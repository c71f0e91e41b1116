//! Collision query contract.
//!
//! The movement code never talks to a physics engine directly. It asks a
//! [`CollisionQuery`] for sweeps, traces and overlaps, all of which are
//! synchronous and read-only.

use bevy::prelude::*;

use crate::math::up_axis;

/// Capsule dimensions. `half_height` includes the hemisphere, so the
/// capsule's inner segment has half-length `half_height - radius`.
#[derive(Component, Reflect, Debug, Clone, Copy, PartialEq)]
#[reflect(Component)]
pub struct CapsuleShape {
    pub radius: f32,
    pub half_height: f32,
}

impl Default for CapsuleShape {
    fn default() -> Self {
        Self {
            radius: 34.0,
            half_height: 88.0,
        }
    }
}

impl CapsuleShape {
    pub fn new(radius: f32, half_height: f32) -> Self {
        let radius = radius.max(0.0);
        Self {
            radius,
            half_height: half_height.max(radius),
        }
    }

    /// A sphere of the given radius.
    pub fn sphere(radius: f32) -> Self {
        Self::new(radius, radius)
    }

    /// Half-length of the inner segment.
    #[inline]
    pub fn segment_half_length(&self) -> f32 {
        (self.half_height - self.radius).max(0.0)
    }

    /// Inner segment end points for a capsule centered at `center`.
    pub fn segment(&self, center: Vec3, rotation: Quat) -> (Vec3, Vec3) {
        let offset = up_axis(rotation) * self.segment_half_length();
        (center - offset, center + offset)
    }
}

/// Outcome of a sweep or a trace.
#[derive(Debug, Clone, Copy, PartialEq)]
pub struct HitResult {
    /// The query stopped at geometry.
    pub blocking_hit: bool,
    /// The shape already overlapped geometry at the start of the query.
    pub start_penetrating: bool,
    /// Fraction of the query travelled before the hit, in `[0, 1]`.
    pub time: f32,
    /// Distance travelled before the hit.
    pub distance: f32,
    /// Shape center at the time of the hit.
    pub location: Vec3,
    /// Contact point on the hit surface.
    pub impact_point: Vec3,
    /// Normal of the swept shape at the contact point.
    pub normal: Vec3,
    /// Normal of the hit surface at the contact point.
    pub impact_normal: Vec3,
    pub trace_start: Vec3,
    pub trace_end: Vec3,
    /// Overlap depth along `normal` when `start_penetrating`.
    pub penetration_depth: f32,
    pub entity: Option<Entity>,
}

impl Default for HitResult {
    fn default() -> Self {
        Self::miss(Vec3::ZERO, Vec3::ZERO)
    }
}

impl HitResult {
    /// A query that reached its end without touching anything.
    pub fn miss(start: Vec3, end: Vec3) -> Self {
        Self {
            blocking_hit: false,
            start_penetrating: false,
            time: 1.0,
            distance: start.distance(end),
            location: end,
            impact_point: end,
            normal: Vec3::ZERO,
            impact_normal: Vec3::ZERO,
            trace_start: start,
            trace_end: end,
            penetration_depth: 0.0,
            entity: None,
        }
    }

    /// A blocking hit without initial penetration.
    pub fn is_valid_blocking_hit(&self) -> bool {
        self.blocking_hit && !self.start_penetrating
    }

    /// Resets to a miss, keeping the trace end points.
    pub fn reset(&mut self, time: f32) {
        *self = Self::miss(self.trace_start, self.trace_end);
        self.time = time;
    }
}

/// Read-only world queries consumed by the movement code.
///
/// Implementations exclude `ignore` from every query and skip sensors. A
/// sweep that starts inside geometry it is moving away from must ignore that
/// geometry and report what lies beyond it.
pub trait CollisionQuery {
    /// Sweeps a capsule from `start` to `end` and returns the first blocking
    /// hit, or a miss.
    fn sweep_capsule(
        &self,
        start: Vec3,
        end: Vec3,
        rotation: Quat,
        shape: CapsuleShape,
        ignore: Option<Entity>,
    ) -> HitResult;

    /// Casts a ray from `start` to `end`.
    fn line_trace(&self, start: Vec3, end: Vec3, ignore: Option<Entity>) -> HitResult;

    /// Whether the capsule placed at `location` intersects geometry.
    fn overlap_capsule(
        &self,
        location: Vec3,
        rotation: Quat,
        shape: CapsuleShape,
        ignore: Option<Entity>,
    ) -> bool;

    /// Entities whose collision overlaps the capsule.
    fn overlapping_entities(
        &self,
        location: Vec3,
        rotation: Quat,
        shape: CapsuleShape,
        ignore: Option<Entity>,
    ) -> Vec<Entity>;

    /// Closest point on the collision geometry of `entity` to `point`.
    /// Returns `point` itself when it lies inside, `None` when the entity has
    /// no collision.
    fn closest_point(&self, entity: Entity, point: Vec3) -> Option<Vec3>;

    /// Sweeps a sphere from `start` to `end`.
    fn sweep_sphere(&self, start: Vec3, end: Vec3, radius: f32, ignore: Option<Entity>) -> HitResult {
        self.sweep_capsule(start, end, Quat::IDENTITY, CapsuleShape::sphere(radius), ignore)
    }
}

/// Normal of a capsule surface facing `point`.
///
/// Used by backends that only report the surface normal of a contact.
pub fn capsule_normal_toward(center: Vec3, rotation: Quat, shape: CapsuleShape, point: Vec3) -> Vec3 {
    let (a, b) = shape.segment(center, rotation);
    let axis_point = crate::math::closest_point_on_segment(a, b, point);
    (axis_point - point).normalize_or_zero()
}

/// Moves a sweep hit back along the sweep so the shape rests a little short
/// of the contact.
pub fn pull_back_hit(hit: &mut HitResult, start: Vec3, end: Vec3) {
    let dist = start.distance(end);
    if dist > crate::math::KINDA_SMALL_NUMBER {
        let desired_time_back = 0.1_f32.clamp(0.1 / dist, 1.0 / dist) + 0.001;
        hit.time = (hit.time - desired_time_back).clamp(0.0, 1.0);
        hit.location = start.lerp(end, hit.time);
        hit.distance = dist * hit.time;
    }
}

#[cfg(test)]
mod tests {
    use super::*;

    #[test]
    fn capsule_shape_segment() {
        let shape = CapsuleShape::new(10.0, 30.0);
        let (a, b) = shape.segment(Vec3::ZERO, Quat::IDENTITY);
        assert_eq!(a, Vec3::new(0.0, -20.0, 0.0));
        assert_eq!(b, Vec3::new(0.0, 20.0, 0.0));
    }

    #[test]
    fn capsule_half_height_never_below_radius() {
        let shape = CapsuleShape::new(10.0, 4.0);
        assert_eq!(shape.half_height, 10.0);
        assert_eq!(shape.segment_half_length(), 0.0);
    }

    #[test]
    fn miss_is_not_blocking() {
        let hit = HitResult::miss(Vec3::ZERO, Vec3::X * 10.0);
        assert!(!hit.is_valid_blocking_hit());
        assert_eq!(hit.time, 1.0);
        assert_eq!(hit.distance, 10.0);
    }

    #[test]
    fn start_penetrating_is_not_valid() {
        let mut hit = HitResult::miss(Vec3::ZERO, Vec3::X);
        hit.blocking_hit = true;
        hit.start_penetrating = true;
        assert!(!hit.is_valid_blocking_hit());
    }

    #[test]
    fn pull_back_moves_hit_towards_start() {
        let mut hit = HitResult::miss(Vec3::ZERO, Vec3::X * 100.0);
        hit.blocking_hit = true;
        hit.time = 0.5;
        pull_back_hit(&mut hit, Vec3::ZERO, Vec3::X * 100.0);
        assert!(hit.time < 0.5);
        assert!(hit.location.x < 50.0);
    }

    #[test]
    fn capsule_normal_points_from_contact_to_axis() {
        let shape = CapsuleShape::new(10.0, 30.0);
        let n = capsule_normal_toward(Vec3::ZERO, Quat::IDENTITY, shape, Vec3::new(0.0, -30.0, 0.0));
        assert_eq!(n, Vec3::Y);
    }
}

···

- Problem to solve
Each record above is to be reproduced verbatim.

- Answer
repository c71f0e91e41b1116
//! Collision query contract.
//!
//! The movement code never talks to a physics engine directly. It asks a
//! [`CollisionQuery`] for sweeps, traces and overlaps, all of which are
//! synchronous and read-only.

use bevy::prelude::*;

use crate::math::up_axis;

/// Capsule dimensions. `half_height` includes the hemisphere, so the
/// capsule's inner segment has half-length `half_height - radius`.
#[derive(Component, Reflect, Debug, Clone, Copy, PartialEq)]
#[reflect(Component)]
pub struct CapsuleShape {
    pub radius: f32,
    pub half_height: f32,
}

impl Default for CapsuleShape {
    fn default() -> Self {
        Self {
            radius: 34.0,
            half_height: 88.0,
        }
    }
}

impl CapsuleShape {
    pub fn new(radius: f32, half_height: f32) -> Self {
        let radius = radius.max(0.0);
        Self {
            radius,
            half_height: half_height.max(radius),
        }
    }

    /// A sphere of the given radius.
    pub fn sphere(radius: f32) -> Self {
        Self::new(radius, radius)
    }

    /// Half-length of the inner segment.
    #[inline]
    pub fn segment_half_length(&self) -> f32 {
        (self.half_height - self.radius).max(0.0)
    }

    /// Inner segment end points for a capsule centered at `center`.
    pub fn segment(&self, center: Vec3, rotation: Quat) -> (Vec3, Vec3) {
        let offset = up_axis(rotation) * self.segment_half_length();
        (center - offset, center + offset)
    }
}

/// Outcome of a sweep or a trace.
#[derive(Debug, Clone, Copy, PartialEq)]
pub struct HitResult {
    /// The query stopped at geometry.
    pub blocking_hit: bool,
    /// The shape already overlapped geometry at the start of the query.
    pub start_penetrating: bool,
    /// Fraction of the query travelled before the hit, in `[0, 1]`.
    pub time: f32,
    /// Distance travelled before the hit.
    pub distance: f32,
    /// Shape center at the time of the hit.
    pub location: Vec3,
    /// Contact point on the hit surface.
    pub impact_point: Vec3,
    /// Normal of the swept shape at the contact point.
    pub normal: Vec3,
    /// Normal of the hit surface at the contact point.
    pub impact_normal: Vec3,
    pub trace_start: Vec3,
    pub trace_end: Vec3,
    /// Overlap depth along `normal` when `start_penetrating`.
    pub penetration_depth: f32,
    pub entity: Option<Entity>,
}

impl Default for HitResult {
    fn default() -> Self {
        Self::miss(Vec3::ZERO, Vec3::ZERO)
    }
}

impl HitResult {
    /// A query that reached its end without touching anything.
    pub fn miss(start: Vec3, end: Vec3) -> Self {
        Self {
            blocking_hit: false,
            start_penetrating: false,
            time: 1.0,
            distance: start.distance(end),
            location: end,
            impact_point: end,
            normal: Vec3::ZERO,
            impact_normal: Vec3::ZERO,
            trace_start: start,
            trace_end: end,
            penetration_depth: 0.0,
            entity: None,
        }
    }

    /// A blocking hit without initial penetration.
    pub fn is_valid_blocking_hit(&self) -> bool {
        self.blocking_hit && !self.start_penetrating
    }

    /// Resets to a miss, keeping the trace end points.
    pub fn reset(&mut self, time: f32) {
        *self = Self::miss(self.trace_start, self.trace_end);
        self.time = time;
    }
}

/// Read-only world queries consumed by the movement code.
///
/// Implementations exclude `ignore` from every query and skip sensors. A
/// sweep that starts inside geometry it is moving away from must ignore that
/// geometry and report what lies beyond it.
pub trait CollisionQuery {
    /// Sweeps a capsule from `start` to `end` and returns the first blocking
    /// hit, or a miss.
    fn sweep_capsule(
        &self,
        start: Vec3,
        end: Vec3,
        rotation: Quat,
        shape: CapsuleShape,
        ignore: Option<Entity>,
    ) -> HitResult;

    /// Casts a ray from `start` to `end`.
    fn line_trace(&self, start: Vec3, end: Vec3, ignore: Option<Entity>) -> HitResult;

    /// Whether the capsule placed at `location` intersects geometry.
    fn overlap_capsule(
        &self,
        location: Vec3,
        rotation: Quat,
        shape: CapsuleShape,
        ignore: Option<Entity>,
    ) -> bool;

    /// Entities whose collision overlaps the capsule.
    fn overlapping_entities(
        &self,
        location: Vec3,
        rotation: Quat,
        shape: CapsuleShape,
        ignore: Option<Entity>,
    ) -> Vec<Entity>;

    /// Closest point on the collision geometry of `entity` to `point`.
    /// Returns `point` itself when it lies inside, `None` when the entity has
    /// no collision.
    fn closest_point(&self, entity: Entity, point: Vec3) -> Option<Vec3>;

    /// Sweeps a sphere from `start` to `end`.
    fn sweep_sphere(&self, start: Vec3, end: Vec3, radius: f32, ignore: Option<Entity>) -> HitResult {
        self.sweep_capsule(start, end, Quat::IDENTITY, CapsuleShape::sphere(radius), ignore)
    }
}

/// Normal of a capsule surface facing `point`.
///
/// Used by backends that only report the surface normal of a contact.
pub fn capsule_normal_toward(center: Vec3, rotation: Quat, shape: CapsuleShape, point: Vec3) -> Vec3 {
    let (a, b) = shape.segment(center, rotation);
    let axis_point = crate::math::closest_point_on_segment(a, b, point);
    (axis_point - point).normalize_or_zero()
}

/// Moves a sweep hit back along the sweep so the shape rests a little short
/// of the contact.
pub fn pull_back_hit(hit: &mut HitResult, start: Vec3, end: Vec3) {
    let dist = start.distance(end);
    if dist > crate::math::KINDA_SMALL_NUMBER {
        let desired_time_back = 0.1_f32.clamp(0.1 / dist, 1.0 / dist) + 0.001;
        hit.time = (hit.time - desired_time_back).clamp(0.0, 1.0);
        hit.location = start.lerp(end, hit.time);
        hit.distance = dist * hit.time;
    }
}

#[cfg(test)]
mod tests {
    use super::*;

    #[test]
    fn capsule_shape_segment() {
        let shape = CapsuleShape::new(10.0, 30.0);
        let (a, b) = shape.segment(Vec3::ZERO, Quat::IDENTITY);
        assert_eq!(a, Vec3::new(0.0, -20.0, 0.0));
        assert_eq!(b, Vec3::new(0.0, 20.0, 0.0));
    }

    #[test]
    fn capsule_half_height_never_below_radius() {
        let shape = CapsuleShape::new(10.0, 4.0);
        assert_eq!(shape.half_height, 10.0);
        assert_eq!(shape.segment_half_length(), 0.0);
    }

    #[test]
    fn miss_is_not_blocking() {
        let hit = HitResult::miss(Vec3::ZERO, Vec3::X * 10.0);
        assert!(!hit.is_valid_blocking_hit());
        assert_eq!(hit.time, 1.0);
        assert_eq!(hit.distance, 10.0);
    }

    #[test]
    fn start_penetrating_is_not_valid() {
        let mut hit = HitResult::miss(Vec3::ZERO, Vec3::X);
        hit.blocking_hit = true;
        hit.start_penetrating = true;
        assert!(!hit.is_valid_blocking_hit());
    }

    #[test]
    fn pull_back_moves_hit_towards_start() {
        let mut hit = HitResult::miss(Vec3::ZERO, Vec3::X * 100.0);
        hit.blocking_hit = true;
        hit.time = 0.5;
        pull_back_hit(&mut hit, Vec3::ZERO, Vec3::X * 100.0);
        assert!(hit.time < 0.5);
        assert!(hit.location.x < 50.0);
    }

    #[test]
    fn capsule_normal_points_from_contact_to_axis() {
        let shape = CapsuleShape::new(10.0, 30.0);
        let n = capsule_normal_toward(Vec3::ZERO, Quat::IDENTITY, shape, Vec3::new(0.0, -30.0, 0.0));
        assert_eq!(n, Vec3::Y);
    }
}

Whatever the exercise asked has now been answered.